If you're anything like me, you have a couple of programming tools you use more often than most, or try to use over some other solution, because they're just that awesome.
Some linux-based ones to start you off:
Since I spend a fair amount of time writing scripts to co-ordinate starting/stopping processes, or rewriting someone else's script to make it a bit more generic and remove any magic, one of my favourites has to be dirname. Putting cd `dirname $0` at the top of your script means you suddenly don't have to worry about where you are when you run the script. You don't have to worry about "will it start in the right directory when I run it under cron?" It just works. Before I discovered this one, I had a giant case statement in base based on hostnames, to cd to the right location. Ugh.

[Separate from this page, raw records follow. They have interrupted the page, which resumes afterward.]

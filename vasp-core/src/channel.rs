//! The bilateral channel state machine: one [`Channel`] exists per
//! counterparty VASP and owns that counterparty's [`Executor`] and
//! [`PaymentProcessor`].
//!
//! Sequencing is asymmetric: one side of every channel is elected the
//! protocol's "server" and is the sole authority on where a command lands
//! in the channel's shared history (`command_seq`); the other side, the
//! "client", proposes commands without a position and learns its assigned
//! `command_seq` only from the server's response. This keeps both sides'
//! histories in lockstep without a distributed consensus round — see
//! [`Self::new`] for how the server role is elected and
//! [`Self::handle_request`]/[`Self::handle_response`] for how each side
//! applies the other's sequencing decisions.

use std::cmp::Ordering;
use std::collections::{BTreeMap, HashMap, VecDeque};
use std::sync::Arc;

use serde::{Deserialize, Serialize};

use crate::address::Address;
use crate::command::{CommandKind, ProtocolCommand};
use crate::error::{CoreError, ProtocolError};
use crate::executor::{CommandStatus, Executor, ExecutorSnapshot};
use crate::hooks::BusinessContext;
use crate::processor::PaymentProcessor;
use crate::wire::{
    make_command_error, make_protocol_error, make_success_response, CommandRequestObject,
    CommandResponseObject, ErrorCode, ResponseStatus,
};

/// How many responses to keep for idempotent retransmission. Past this,
/// the oldest cached response is evicted; a retransmit of a request older
/// than that is a protocol error rather than silently dropped, since the
/// peer should not still be retrying something this old.
const RESPONSE_CACHE_CAPACITY: usize = 128;

/// A pending outbound request awaiting acknowledgement.
#[derive(Debug, Clone, Serialize, Deserialize)]
struct Outbound {
    request: CommandRequestObject,
    attempts: u32,
}

/// One bilateral channel between the local VASP and a single counterparty.
pub struct Channel {
    local: Address,
    other: Address,
    is_server: bool,
    executor: Executor,
    processor: PaymentProcessor,
    next_outbound_seq: u64,
    outbound: VecDeque<Outbound>,
    other_requests: HashMap<String, CommandRequestObject>,
    response_cache: HashMap<String, CommandResponseObject>,
    response_cache_order: VecDeque<String>,
    /// Commands whose bilaterally agreed `command_seq` is known but which
    /// are not yet contiguous with this side's local history, keyed by
    /// that `command_seq`. Drained as gaps close.
    pending_remote_commits: BTreeMap<u64, CommandRequestObject>,
}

The thing I try to find excuses to use more often, is inotify. Whenever we have a problem to solve that involves the filesystem, someone always decides the best way is to set up a job to run at some handwavy number of hours after the thing is supposed to have finished, and it'll all just work. Until that thing gets more complicated and you start having to move things around that you no longer understand six months later. And don't even get me started on trying to minimize periodic downtime when these things are involved. Inotify gives you an event "watch descriptor" and tells you when an event you have subscribed to happens on a directory. We recently had a task where we receive some daily data and need to copy it to another directory with a modified name, then synchronize that directory to a couple other servers. Of course, the "5 minute cron job" idea came out. Shortly after calming down, I discovered that someone has written inotifywait, an inotify interface for terminals, all packaged up in an RPM. Learning the interface, piping that into a while loop, getting the renames I needed to do on the files right, and running the rest of the logic sorted took a couple of hours from dev to running code.